Top of ENTRIES SHOWN
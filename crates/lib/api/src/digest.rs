//! Digest computation and rendering.

use std::fmt;

use prost::Message;
use sha2::{Digest as _, Sha256};

use crate::messages::Digest;

/// Digest of an Action blob; keys the action cache.
#[derive(Clone, Debug, PartialEq, Eq, Hash)]
pub struct ActionKey(pub Digest);

impl ActionKey {
    pub fn digest(&self) -> &Digest {
        &self.0
    }
}

impl From<Digest> for ActionKey {
    fn from(digest: Digest) -> Self {
        ActionKey(digest)
    }
}

impl Digest {
    /// Stable key form, also the CAS file name stem: `<hash>_<size>`.
    pub fn to_key(&self) -> String {
        format!("{}_{}", self.hash, self.size_bytes)
    }

    /// Parse a `<hash>_<size>` key. Returns `None` for malformed input.
    pub fn parse_key(key: &str) -> Option<Digest> {
        let (hash, size) = key.rsplit_once('_')?;
        if hash.is_empty() || !hash.bytes().all(|b| b.is_ascii_hexdigit()) {
            return None;
        }
        let size_bytes = size.parse::<i64>().ok()?;
        if size_bytes < 0 {
            return None;
        }
        Some(Digest {
            hash: hash.to_ascii_lowercase(),
            size_bytes,
        })
    }

    pub fn is_empty(&self) -> bool {
        self.size_bytes == 0
    }
}

impl fmt::Display for Digest {
    fn fmt(&self, f: &mut fmt::Formatter<'_>) -> fmt::Result {
        write!(f, "{}_{}", self.hash, self.size_bytes)
    }
}

/// Computes content digests. One instance per process; the hash function is
/// part of the deployment contract.
#[derive(Clone, Copy, Debug, Default)]
pub struct DigestUtil;

impl DigestUtil {
    pub fn compute(&self, blob: &[u8]) -> Digest {
        let mut hasher = Sha256::new();
        hasher.update(blob);
        Digest {
            hash: hex::encode(hasher.finalize()),
            size_bytes: blob.len() as i64,
        }
    }

    pub fn compute_message<M: Message>(&self, message: &M) -> Digest {
        self.compute(&message.encode_to_vec())
    }

    pub fn empty(&self) -> Digest {
        self.compute(&[])
    }

    pub fn action_key(&self, action_digest: Digest) -> ActionKey {
        ActionKey(action_digest)
    }
}

#[cfg(test)]
mod tests {
    use super::*;

    #[test]
    fn compute_matches_known_sha256() {
        let digest = DigestUtil.compute(b"granary");
        assert_eq!(digest.size_bytes, 7);
        assert_eq!(digest.hash.len(), 64);
        assert_eq!(DigestUtil.compute(b"granary"), digest);
        assert_ne!(DigestUtil.compute(b"granaries"), digest);
    }

    #[test]
    fn key_round_trip() {
        let digest = DigestUtil.compute(b"contents");
        let parsed = Digest::parse_key(&digest.to_key()).expect("parse");
        assert_eq!(parsed, digest);
    }

    #[test]
    fn parse_key_rejects_malformed() {
        assert_eq!(Digest::parse_key("nounderscore"), None);
        assert_eq!(Digest::parse_key("abc_notasize"), None);
        assert_eq!(Digest::parse_key("zzzz_12"), None);
        assert_eq!(Digest::parse_key("_12"), None);
        assert_eq!(Digest::parse_key("ab12_-4"), None);
    }

    #[test]
    fn message_digest_tracks_encoding() {
        let directory = crate::messages::Directory::default();
        let digest = DigestUtil.compute_message(&directory);
        assert_eq!(digest, DigestUtil.compute(&[]));
    }
}
//! Wire types and common primitives for the granary build farm.
//!
//! Everything content-addressed or stored in the backplane is encoded with
//! the canonical prost binary encoding, so two shards always agree on the
//! digest of a message.

pub mod bytestream;
pub mod digest;
pub mod messages;
pub mod resource;
pub mod status;
pub mod validation;

pub use digest::{ActionKey, DigestUtil};
pub use messages::*;
pub use status::{Code, Status};
//! Match stage: claim a queue entry and build the operation context.

use std::collections::HashMap;
use std::sync::atomic::{AtomicBool, Ordering};
use std::sync::Arc;

use granary_api::{
    ActionResult, Digest, DigestUtil, Directory, ExecuteOperationMetadata, ExecutionStage,
    Operation, QueueEntry, QueuedOperation,
};
use tokio::sync::mpsc;
use tokio_util::sync::CancellationToken;
use tracing::{debug, info, warn};

use crate::poller::Poller;
use crate::worker::context::WorkerContext;
use crate::worker::pipeline::OperationContext;

pub(crate) async fn run(
    context: Arc<WorkerContext>,
    output: mpsc::Sender<OperationContext>,
    shutdown: CancellationToken,
) {
    loop {
        // Claim a downstream slot before matching: no queue entry is taken
        // that the pipeline cannot hold.
        let permit = tokio::select! {
            _ = shutdown.cancelled() => break,
            permit = output.reserve() => match permit {
                Ok(permit) => permit,
                Err(_) => break,
            },
        };

        let entry = tokio::select! {
            _ = shutdown.cancelled() => break,
            entry = context.match_entry() => entry,
        };
        let entry = match entry {
            Ok(Some(entry)) => entry,
            Ok(None) => continue,
            Err(err) => {
                warn!(error = %err, "match failed");
                continue;
            }
        };
        let operation_name = entry
            .execute_entry
            .as_ref()
            .map(|execute_entry| execute_entry.operation_name.clone())
            .unwrap_or_default();
        info!(operation = operation_name, "matched");

        match fetch(&context, &entry).await {
            Some(operation_context) => {
                debug!(operation = operation_name, "match complete");
                permit.send(operation_context);
            }
            None => {
                info!(operation = operation_name, "operation fetch failed; requeueing");
                context.requeue(&operation_name).await;
            }
        }
    }
}

/// Resolve the queued operation into an OperationContext, or `None` when
/// this worker cannot run it.
async fn fetch(context: &Arc<WorkerContext>, entry: &QueueEntry) -> Option<OperationContext> {
    let execute_entry = entry.execute_entry.as_ref()?;
    let queued_operation = match context.get_queued_operation(entry).await {
        Ok(Some(queued_operation)) => queued_operation,
        Ok(None) => return None,
        Err(err) => {
            warn!(operation = execute_entry.operation_name, error = %err, "queued operation fetch failed");
            return None;
        }
    };
    let QueuedOperation {
        action,
        command,
        directories,
    } = queued_operation;
    let action = action?;
    let command = command?;
    if command.arguments.is_empty() {
        return None;
    }

    // Refuse actions whose timeout exceeds this worker's ceiling; another
    // worker may accept them.
    let maximum = context.config.maximum_action_timeout;
    if !maximum.is_zero() && action.timeout_secs > maximum.as_secs() as i64 {
        return None;
    }

    let metadata = ExecuteOperationMetadata {
        stage: ExecutionStage::Queued as i32,
        action_digest: execute_entry.action_digest.clone(),
        stdout_stream_name: execute_entry.stdout_stream_name.clone(),
        stderr_stream_name: execute_entry.stderr_stream_name.clone(),
    };
    let operation = Operation {
        name: execute_entry.operation_name.clone(),
        ..Default::default()
    }
    .with_execute_metadata(metadata.clone());

    let claim_lost = Arc::new(AtomicBool::new(false));
    let poller = Arc::new(Poller::new(context.config.operation_poll_period));
    let lost = claim_lost.clone();
    let requeue_context = context.clone();
    let requeue_name = execute_entry.operation_name.clone();
    context.resume_poller(
        &poller,
        entry.clone(),
        ExecutionStage::Queued,
        move || {
            lost.store(true, Ordering::SeqCst);
            requeue_context.deactivate(&requeue_name);
        },
    );

    Some(OperationContext {
        operation,
        queue_entry: entry.clone(),
        action,
        command,
        directories_index: directories_index(directories),
        metadata,
        exec_dir: None,
        action_result: ActionResult::default(),
        poller,
        claim_lost,
    })
}

pub(crate) fn directories_index(directories: Vec<Directory>) -> HashMap<Digest, Directory> {
    let mut index = HashMap::new();
    for directory in directories {
        let digest = DigestUtil.compute_message(&directory);
        index.entry(digest).or_insert(directory);
    }
    index
}
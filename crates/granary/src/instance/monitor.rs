//! Dispatched-operation monitor.
//!
//! Sweeps the dispatched map on an interval and requeues any operation
//! whose deadline has passed (worker death, lost claim). Also trims the
//! completed list to its retention size and runs the watcher-hub sweep.

use std::sync::Arc;
use std::time::Duration;

use chrono::Utc;
use tracing::{error, info, warn};

use crate::instance::Instance;

#[derive(Clone, Debug)]
pub struct DispatchedMonitorConfig {
    pub interval: Duration,
}

impl Default for DispatchedMonitorConfig {
    fn default() -> Self {
        Self {
            interval: Duration::from_secs(1),
        }
    }
}

pub struct DispatchedMonitor {
    pub instance: Arc<Instance>,
    pub config: DispatchedMonitorConfig,
}

impl DispatchedMonitor {
    /// Run the sweep loop until shutdown.
    pub async fn run(self, shutdown: tokio_util::sync::WaitForCancellationFutureOwned) {
        info!(
            interval_ms = self.config.interval.as_millis() as u64,
            "dispatched monitor started"
        );
        let mut shutdown = std::pin::pin!(shutdown);
        loop {
            tokio::select! {
                _ = &mut shutdown => {
                    info!("dispatched monitor shutting down");
                    break;
                }
                _ = tokio::time::sleep(self.config.interval) => {
                    self.sweep().await;
                }
            }
        }
    }

    /// One pass over the dispatched map plus maintenance.
    pub async fn sweep(&self) {
        let now = Utc::now().timestamp_millis();
        let dispatched = match self.instance.backplane().get_dispatched_operations().await {
            Ok(dispatched) => dispatched,
            Err(err) => {
                error!(error = %err, "failed to list dispatched operations");
                return;
            }
        };

        for dispatched_operation in dispatched {
            if dispatched_operation.requeue_at >= now {
                continue;
            }
            let queue_entry = match dispatched_operation.queue_entry.as_ref() {
                Some(queue_entry) => queue_entry,
                None => {
                    warn!(
                        operation = dispatched_operation.name,
                        "dispatched operation without queue entry; deleting"
                    );
                    if let Err(err) = self
                        .instance
                        .backplane()
                        .delete_operation(&dispatched_operation.name)
                        .await
                    {
                        error!(operation = dispatched_operation.name, error = %err, "delete failed");
                    }
                    continue;
                }
            };
            info!(
                operation = dispatched_operation.name,
                requeue_at = dispatched_operation.requeue_at,
                "requeueing overdue dispatched operation"
            );
            if let Err(err) = self.instance.requeue_operation(queue_entry).await {
                // requeue_operation error-completes persistent failures;
                // nothing further to do beyond the record.
                error!(operation = dispatched_operation.name, error = %err, "requeue failed");
            }
        }

        let retention = self.instance.config().completed_retention;
        if let Err(err) = self
            .instance
            .backplane()
            .destroy_oldest_completed_operations(retention)
            .await
        {
            error!(error = %err, "completed-list trim failed");
        }

        self.instance.watcher_hub().sweep().await;
    }
}
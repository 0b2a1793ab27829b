//! Retry policy shared by every backplane and worker-stub caller.

use std::future::Future;
use std::time::Duration;

use granary_api::{Code, Status};
use rand::Rng;
use tracing::debug;

/// Exponential backoff with jitter.
#[derive(Clone, Debug)]
pub struct Backoff {
    pub initial: Duration,
    pub max: Duration,
    pub multiplier: f64,
    pub jitter: f64,
    pub attempts: u32,
}

impl Backoff {
    pub fn exponential(
        initial: Duration,
        max: Duration,
        multiplier: f64,
        jitter: f64,
        attempts: u32,
    ) -> Backoff {
        Backoff {
            initial,
            max,
            multiplier,
            jitter,
            attempts,
        }
    }

    /// Delay ahead of retry number `attempt` (1-based).
    fn delay(&self, attempt: u32) -> Duration {
        let base = self.initial.as_secs_f64() * self.multiplier.powi(attempt as i32 - 1);
        let capped = base.min(self.max.as_secs_f64());
        let spread = capped * self.jitter;
        let jittered = if spread > 0.0 {
            rand::thread_rng().gen_range(capped - spread..=capped + spread)
        } else {
            capped
        };
        Duration::from_secs_f64(jittered.max(0.0))
    }
}

impl Default for Backoff {
    /// 100 ms -> 5 s, x2, +/-10 %, 5 attempts.
    fn default() -> Backoff {
        Backoff::exponential(
            Duration::from_millis(100),
            Duration::from_millis(5000),
            2.0,
            0.1,
            5,
        )
    }
}

/// Errors that can say whether they are transient.
pub trait Retriable {
    fn code(&self) -> Code;
}

impl Retriable for Status {
    fn code(&self) -> Code {
        self.code
    }
}

impl Retriable for crate::BackplaneError {
    fn code(&self) -> Code {
        crate::BackplaneError::code(self)
    }
}

/// Retries transient failures with exponential backoff; structural errors
/// surface immediately.
#[derive(Clone, Debug, Default)]
pub struct Retrier {
    backoff: Backoff,
}

impl Retrier {
    pub fn new(backoff: Backoff) -> Retrier {
        Retrier { backoff }
    }

    pub async fn execute<T, E, F, Fut>(&self, mut call: F) -> Result<T, E>
    where
        E: Retriable + std::fmt::Display,
        F: FnMut() -> Fut,
        Fut: Future<Output = Result<T, E>>,
    {
        let mut attempt = 1;
        loop {
            match call().await {
                Ok(value) => return Ok(value),
                Err(err) if err.code().is_retriable() && attempt < self.backoff.attempts => {
                    let delay = self.backoff.delay(attempt);
                    debug!(attempt, delay_ms = delay.as_millis() as u64, error = %err, "retrying");
                    tokio::time::sleep(delay).await;
                    attempt += 1;
                }
                Err(err) => return Err(err),
            }
        }
    }
}
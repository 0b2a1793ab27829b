//! Background operation queuer.
//!
//! Pulls execute entries from the prequeue and promotes each one to the
//! ready queue: cache check, action/command/tree fetch, validation, queued
//! operation upload, queue. A keep-alive poller extends the operation's
//! liveness while the transform runs, and a semaphore caps how many
//! transforms are in flight.

use std::sync::Arc;
use std::time::Instant;

use tokio::sync::Semaphore;
use tracing::{debug, error, info};

use granary_api::ExecuteEntry;

use crate::instance::Instance;
use crate::poller::Poller;

pub struct OperationQueuer {
    pub instance: Arc<Instance>,
}

impl OperationQueuer {
    /// Run the queuer loop until shutdown.
    pub async fn run(self, shutdown: tokio_util::sync::WaitForCancellationFutureOwned) {
        let config = self.instance.config().clone();
        info!(
            transform_concurrency = config.transform_concurrency,
            "operation queuer started"
        );
        let tokens = Arc::new(Semaphore::new(config.transform_concurrency));

        let mut shutdown = std::pin::pin!(shutdown);
        loop {
            let token = tokio::select! {
                _ = &mut shutdown => break,
                token = tokens.clone().acquire_owned() => {
                    token.expect("transform semaphore closed")
                }
            };

            let entry = tokio::select! {
                _ = &mut shutdown => break,
                entry = self.iterate_deprequeue() => entry,
            };
            let entry = match entry {
                Some(entry) => entry,
                None => continue,
            };

            let instance = self.instance.clone();
            tokio::spawn(async move {
                let _token = token;
                queue_one(instance, entry).await;
            });
        }
        info!("operation queuer exiting");
    }

    /// One prequeue pop, waiting for queue admission first.
    async fn iterate_deprequeue(&self) -> Option<ExecuteEntry> {
        loop {
            match self.instance.backplane().can_queue().await {
                Ok(true) => break,
                Ok(false) => {
                    tokio::time::sleep(std::time::Duration::from_millis(100)).await;
                }
                Err(err) => {
                    error!(error = %err, "canQueue probe failed");
                    tokio::time::sleep(std::time::Duration::from_millis(1000)).await;
                    return None;
                }
            }
        }
        match self.instance.backplane().deprequeue_operation().await {
            Ok(entry) => entry,
            Err(err) => {
                error!(error = %err, "deprequeue failed");
                None
            }
        }
    }
}

/// Queue a single execute entry under its keep-alive poller.
async fn queue_one(instance: Arc<Instance>, entry: ExecuteEntry) {
    let operation_name = entry.operation_name.clone();
    debug!(operation = operation_name, "queueing");

    let config = instance.config().clone();
    let poller = Poller::new(config.queueing_poll_period);
    let poll_instance = instance.clone();
    let poll_name = operation_name.clone();
    poller.resume(
        move || {
            let instance = poll_instance.clone();
            let operation_name = poll_name.clone();
            async move {
                match instance.queueing(&operation_name).await {
                    Ok(()) => true,
                    Err(err) => {
                        error!(operation = operation_name, error = %err, "error polling for queueing");
                        // Transient: keep the transform alive, the marker
                        // will refresh on the next period.
                        true
                    }
                }
            }
        },
        || {},
        Instant::now() + config.queueing_deadline,
    );

    match instance.queue(&entry, &poller).await {
        Ok(()) => info!(operation = operation_name, "successfully queued"),
        Err(err) => error!(operation = operation_name, error = %err, "error queueing"),
    }
    poller.pause();
}
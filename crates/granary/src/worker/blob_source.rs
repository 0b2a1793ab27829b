//! Remote fill for the local CAS cache.
//!
//! A cache miss is served from the other workers recorded in the
//! blob-location index; workers that turn out not to hold the blob are
//! skipped, unreachable ones are ignored (the frontend removes them).

use std::sync::Arc;

use bytes::Bytes;
use futures::stream::{self, BoxStream};
use granary_api::{Code, Digest, Status};
use granary_backplane::Backplane;
use granary_cas::BlobSource;
use rand::seq::SliceRandom;
use tracing::{debug, info};

use crate::stubs::WorkerStubs;

pub struct RemoteBlobSource {
    backplane: Arc<dyn Backplane>,
    stubs: Arc<WorkerStubs>,
    /// This worker's own name; never a fetch candidate.
    worker_name: String,
}

impl RemoteBlobSource {
    pub fn new(
        backplane: Arc<dyn Backplane>,
        stubs: Arc<WorkerStubs>,
        worker_name: String,
    ) -> RemoteBlobSource {
        RemoteBlobSource {
            backplane,
            stubs,
            worker_name,
        }
    }
}

#[async_trait::async_trait]
impl BlobSource for RemoteBlobSource {
    async fn open(
        &self,
        digest: &Digest,
        offset: i64,
    ) -> Result<BoxStream<'static, std::io::Result<Bytes>>, Status> {
        let workers = self.backplane.get_workers().await?;
        let locations = self.backplane.get_blob_location_set(digest).await?;
        let mut candidates: Vec<String> = locations
            .intersection(&workers)
            .filter(|worker| **worker != self.worker_name)
            .cloned()
            .collect();
        candidates.shuffle(&mut rand::thread_rng());

        for worker in candidates {
            match self.stubs.get(&worker).get_blob(digest, offset, 0).await {
                Ok(blob) => {
                    debug!(blob = %digest, worker, "fetched blob from peer");
                    return Ok(Box::pin(stream::iter([Ok(blob)])));
                }
                Err(status) if status.code == Code::NotFound => {
                    info!(blob = %digest, worker, "peer did not contain blob");
                }
                Err(status) if status.code.is_retriable() => {
                    info!(blob = %digest, worker, error = %status, "peer fetch failed");
                }
                Err(status) => return Err(status),
            }
        }
        Err(Status::not_found(format!("blobs/{digest}")))
    }
}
Bottom of ENTRIES SHOWN
AIM OF THE EXERCISE: Whenever a line includes the word "CancellationToken", pull it out of the entries.

ANSWER SECTION:
use tokio_util::sync::CancellationToken;
    shutdown: CancellationToken,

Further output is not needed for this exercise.